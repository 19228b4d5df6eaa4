//! Configuration threaded through every arrangement pass.

#[cfg(not(feature = "std"))]
use num_traits::Float;

use crate::error::LayoutError;
use crate::geometry::Rect;

/// Gap between consecutive stack cells when a stack has no explicit spacing.
pub const DEFAULT_SPACING: f64 = 6.0;

/// Deepest container nesting an arrangement pass will follow.
pub const DEFAULT_MAX_DEPTH: usize = 64;

/// Layout settings shared by a whole tree.
///
/// There is no global state: everything an arrangement pass depends on
/// beyond the tree itself lives here.
///
/// ```
/// use boxlayout::LayoutContext;
///
/// let ctx = LayoutContext::default()
///     .with_spacing(4.0)
///     .with_pixel_scale(2.0);
/// assert_eq!(ctx.default_spacing, 4.0);
/// assert_eq!(ctx.max_depth, 64);
/// ```
#[derive(Clone, Debug, PartialEq)]
pub struct LayoutContext {
    /// Spacing used by stacks that don't set their own.
    pub default_spacing: f64,
    /// Recursion limit for nested containers.
    pub max_depth: usize,
    /// Re-offer slack refused by a cell clamped at its `max_size` to the
    /// other expanding (or shrinking) cells. Off by default: the refused
    /// slack is left empty.
    pub redistribute_clamped_slack: bool,
    /// Device pixels per layout unit. When set, every assigned rect is
    /// rounded to the device-pixel grid.
    pub pixel_scale: Option<f64>,
}

impl Default for LayoutContext {
    fn default() -> Self {
        Self {
            default_spacing: DEFAULT_SPACING,
            max_depth: DEFAULT_MAX_DEPTH,
            redistribute_clamped_slack: false,
            pixel_scale: None,
        }
    }
}

impl LayoutContext {
    /// Set the default stack spacing.
    pub fn with_spacing(mut self, spacing: f64) -> Self {
        self.default_spacing = spacing;
        self
    }

    /// Set the nesting limit.
    pub fn with_max_depth(mut self, depth: usize) -> Self {
        self.max_depth = depth;
        self
    }

    /// Enable or disable slack redistribution past clamped cells.
    pub fn with_redistribution(mut self, enabled: bool) -> Self {
        self.redistribute_clamped_slack = enabled;
        self
    }

    /// Snap assigned rects to a device-pixel grid of `scale` pixels per unit.
    /// Non-positive or non-finite scales disable snapping.
    pub fn with_pixel_scale(mut self, scale: f64) -> Self {
        self.pixel_scale = (scale.is_finite() && scale > 0.0).then_some(scale);
        self
    }

    /// Round `rect`'s edges to the pixel grid, if one is configured.
    ///
    /// Edges are snapped rather than origin and size separately, so adjacent
    /// rects that share an edge still share it afterwards.
    pub fn snap(&self, rect: Rect) -> Rect {
        let Some(scale) = self.pixel_scale else {
            return rect;
        };
        let round = |v: f64| (v * scale).round() / scale;
        let x = round(rect.x);
        let y = round(rect.y);
        Rect::new(x, y, round(rect.max_x()) - x, round(rect.max_y()) - y)
    }

    /// Fail when `depth` is past the nesting limit.
    pub(crate) fn check_depth(&self, depth: usize, container: &str) -> Result<(), LayoutError> {
        if depth > self.max_depth {
            tracing::error!(
                container,
                depth,
                limit = self.max_depth,
                "container nesting too deep, arrangement aborted"
            );
            return Err(LayoutError::DepthExceeded {
                limit: self.max_depth,
            });
        }
        Ok(())
    }
}
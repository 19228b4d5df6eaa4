//! SVG visualization of an arranged container tree.
//!
//! Draws the root container as a panel, scaled to fit, with every
//! non-collapsed descendant's rect on top of it. Containers are outlined,
//! leaves are filled, and each box is labelled with its name and size.
//!
//! # Example
//!
//! ```
//! use boxlayout::{Alignment, Container, FixedView, LayoutContext, Rect, Size, StackView};
//! use boxlayout::svg::render_container_svg;
//!
//! let mut row = StackView::horizontal("toolbar");
//! row.add(FixedView::new("back", Size::new(24.0, 24.0)), Alignment::CENTER_LEFT);
//! row.add(FixedView::new("title", Size::new(120.0, 20.0)), Alignment::CENTER);
//! row.layout(Rect::new(0.0, 0.0, 400.0, 40.0), &LayoutContext::default()).unwrap();
//!
//! let svg = render_container_svg(&row);
//! assert!(svg.starts_with("<svg"));
//! assert!(svg.contains("title"));
//! ```

use crate::container::Container;
use crate::geometry::{Pos, Rect, Size};

/// Maximum pixel width of the panel.
const MAX_PANEL_W: f64 = 600.0;
/// Maximum pixel height of the panel.
const MAX_PANEL_H: f64 = 400.0;
/// Horizontal margin.
const MARGIN_X: f64 = 40.0;
/// Top margin.
const MARGIN_TOP: f64 = 30.0;
/// Height of the title area above the panel.
const LABEL_H: f64 = 22.0;

/// One box to draw, in root-local coordinates.
struct Node {
    label: String,
    rect: Rect,
    depth: usize,
    container: bool,
}

/// Render a complete SVG document of `root` and its arranged descendants.
///
/// Uses the rects assigned by the last arrangement pass; call
/// [`Container::layout`] first.
pub fn render_container_svg(root: &dyn Container) -> String {
    let mut nodes = Vec::new();
    collect_nodes(root, Pos::ZERO, 1, &mut nodes);
    let title = format!("{} {}", display_name(root.name()), size_label(root.rect().size()));
    render_nodes(&title, root.rect().size(), &nodes)
}

/// Walk the tree, translating each child into root-local coordinates.
fn collect_nodes(container: &dyn Container, origin: Pos, depth: usize, out: &mut Vec<Node>) {
    for cell in container.base().cells().iter().filter(|c| !c.collapsed) {
        let view = cell.view();
        let rect = view.rect().translated(origin);
        let child = view.as_container();
        out.push(Node {
            label: display_name(view.name()).to_string(),
            rect,
            depth,
            container: child.is_some(),
        });
        if let Some(child) = child {
            collect_nodes(child, rect.pos(), depth + 1, out);
        }
    }
}

fn display_name(name: &str) -> &str {
    if name.is_empty() { "(unnamed)" } else { name }
}

fn size_label(size: Size) -> String {
    format!("{}×{}", trim(size.width), trim(size.height))
}

/// Format without a trailing `.0` for whole numbers.
fn trim(v: f64) -> String {
    if v.fract() == 0.0 {
        format!("{v:.0}")
    } else {
        format!("{v:.1}")
    }
}

/// Scale a Size to fit within MAX_PANEL_W × MAX_PANEL_H, preserving aspect ratio.
fn scale_to_fit(size: Size) -> (f64, f64, f64) {
    let w = size.width;
    let h = size.height;
    if w <= 0.0 || h <= 0.0 {
        return (1.0, 1.0, 1.0);
    }
    let scale = (MAX_PANEL_W / w).min(MAX_PANEL_H / h);
    (w * scale, h * scale, scale)
}

fn render_nodes(title: &str, frame: Size, nodes: &[Node]) -> String {
    let (pw, ph, scale) = scale_to_fit(frame);
    let total_w = pw + 2.0 * MARGIN_X;
    let total_h = MARGIN_TOP + LABEL_H + ph + MARGIN_TOP;

    let mut svg = String::with_capacity(2048 + nodes.len() * 256);

    svg.push_str(&format!(
        r#"<svg xmlns="http://www.w3.org/2000/svg" width="{}" height="{}" viewBox="0 0 {} {}">"#,
        total_w as u32,
        total_h as u32,
        total_w,
        total_h
    ));
    svg.push('\n');

    // Light/dark mode via prefers-color-scheme
    svg.push_str(r##"<style>
  text { font-family: "Consolas", "DejaVu Sans Mono", "Courier New", monospace; }
  .title { font-size: 13px; font-weight: bold; fill: #333; }
  .name { font-size: 10px; fill: #222; }
  .frame { fill: #e8e8e8; stroke: #999; stroke-width: 1; }
  .container { fill: none; stroke: #2c6faa; stroke-width: 1.5; stroke-dasharray: 4,2; }
  .leaf { fill: #6ba3d6; fill-opacity: 0.6; stroke: #2c6faa; stroke-width: 1; }
  @media (prefers-color-scheme: dark) {
    .title { fill: #e0e0e0; }
    .name { fill: #eee; }
    .frame { fill: #2d2d2d; stroke: #555; }
    .container { stroke: #5a9fd4; }
    .leaf { fill: #3a72a4; stroke: #5a9fd4; }
  }
</style>
"##);

    let center_x = total_w / 2.0;
    svg.push_str(&format!(
        r#"<text x="{}" y="{}" class="title" text-anchor="middle">{}</text>"#,
        center_x,
        MARGIN_TOP + 14.0,
        escape_xml(title)
    ));
    svg.push('\n');

    let panel_x = MARGIN_X;
    let panel_y = MARGIN_TOP + LABEL_H;
    svg.push_str(&format!(
        r#"<rect x="{:.1}" y="{:.1}" width="{:.1}" height="{:.1}" class="frame" rx="2"/>"#,
        panel_x, panel_y, pw, ph
    ));
    svg.push('\n');

    for node in nodes {
        let x = panel_x + node.rect.x * scale;
        let y = panel_y + node.rect.y * scale;
        let w = node.rect.width * scale;
        let h = node.rect.height * scale;
        let class = if node.container { "container" } else { "leaf" };
        svg.push_str(&format!(
            r#"<rect x="{:.1}" y="{:.1}" width="{:.1}" height="{:.1}" class="{}" data-depth="{}"/>"#,
            x, y, w, h, class, node.depth
        ));
        svg.push('\n');
        svg.push_str(&format!(
            r#"<text x="{:.1}" y="{:.1}" class="name">{} {}</text>"#,
            x + 2.0,
            y + 11.0,
            escape_xml(&node.label),
            size_label(node.rect.size())
        ));
        svg.push('\n');
    }

    svg.push_str("</svg>\n");
    svg
}

/// Escape special characters for XML text content.
fn escape_xml(s: &str) -> String {
    s.replace('&', "&amp;")
        .replace('<', "&lt;")
        .replace('>', "&gt;")
        .replace('"', "&quot;")
}
//! Box layout computation: alignment flags, rect alignment, and linear stacks.
//!
//! Pure geometry over a tree of placeable children. No rendering, no
//! global state, `no_std` compatible (needs `alloc`).
//!
//! # Modules
//!
//! - [`alignment`]: `Alignment` flags, flips, string encoding
//! - [`geometry`]: `Pos`, `Size`, `Rect`, `Insets`
//! - [`align`]: `Rect::align`, placing content of a given size in a frame
//! - [`cell`]: per-child placement settings and the `CellSpec` builder
//! - [`container`]: `Placeable`/`Container` traits and `ContainerView`
//! - [`stack`]: `StackView`, linear distribution along one axis
//! - [`context`]: `LayoutContext`, settings shared by a whole tree
//!
//! # Example
//!
//! ```
//! use boxlayout::{Alignment, CellSpec, Container, FixedView, LayoutContext, Rect, Size, StackView};
//!
//! let mut bar = StackView::horizontal("bar").with_spacing(0.0);
//! let back = bar.add(FixedView::new("back", Size::new(50.0, 20.0)), Alignment::CENTER_LEFT);
//! let search = bar.add_cell(
//!     CellSpec::new(FixedView::new("search", Size::new(50.0, 20.0)), Alignment::CENTER_LEFT | Alignment::HOR_EXPAND),
//! );
//! let menu = bar.add(FixedView::new("menu", Size::new(50.0, 20.0)), Alignment::CENTER_RIGHT);
//!
//! bar.layout(Rect::new(0.0, 0.0, 300.0, 40.0), &LayoutContext::default()).unwrap();
//! assert_eq!(bar.child(back).unwrap().rect(), Rect::new(0.0, 10.0, 50.0, 20.0));
//! assert_eq!(bar.child(search).unwrap().rect(), Rect::new(50.0, 10.0, 200.0, 20.0));
//! assert_eq!(bar.child(menu).unwrap().rect(), Rect::new(250.0, 10.0, 50.0, 20.0));
//! ```

#![cfg_attr(not(feature = "std"), no_std)]
#![forbid(unsafe_code)]

extern crate alloc;

pub mod align;
pub mod alignment;
pub mod cell;
pub mod container;
pub mod context;
pub mod error;
pub mod geometry;
pub mod stack;

#[cfg(feature = "svg")]
pub mod svg;

pub use alignment::Alignment;
pub use cell::{Cell, CellId, CellSpec};
pub use container::{Container, ContainerView, FixedView, Placeable};
pub use context::{DEFAULT_MAX_DEPTH, DEFAULT_SPACING, LayoutContext};
pub use error::{LayoutError, ParseAlignmentError};
pub use geometry::{Insets, Pos, Rect, Size};
pub use stack::StackView;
·····
* **Task directions**: Each line from the top of the listing down to and including the one containing "assigned rect is" should be transcribed exactly; nothing else is to be output.

* **Result below**:
repository 19228b4d5df6eaa4
//! Configuration threaded through every arrangement pass.

#[cfg(not(feature = "std"))]
use num_traits::Float;

use crate::error::LayoutError;
use crate::geometry::Rect;

/// Gap between consecutive stack cells when a stack has no explicit spacing.
pub const DEFAULT_SPACING: f64 = 6.0;

/// Deepest container nesting an arrangement pass will follow.
pub const DEFAULT_MAX_DEPTH: usize = 64;

/// Layout settings shared by a whole tree.
///
/// There is no global state: everything an arrangement pass depends on
/// beyond the tree itself lives here.
///
/// ```
/// use boxlayout::LayoutContext;
///
/// let ctx = LayoutContext::default()
///     .with_spacing(4.0)
///     .with_pixel_scale(2.0);
/// assert_eq!(ctx.default_spacing, 4.0);
/// assert_eq!(ctx.max_depth, 64);
/// ```
#[derive(Clone, Debug, PartialEq)]
pub struct LayoutContext {
    /// Spacing used by stacks that don't set their own.
    pub default_spacing: f64,
    /// Recursion limit for nested containers.
    pub max_depth: usize,
    /// Re-offer slack refused by a cell clamped at its `max_size` to the
    /// other expanding (or shrinking) cells. Off by default: the refused
    /// slack is left empty.
    pub redistribute_clamped_slack: bool,
    /// Device pixels per layout unit. When set, every assigned rect is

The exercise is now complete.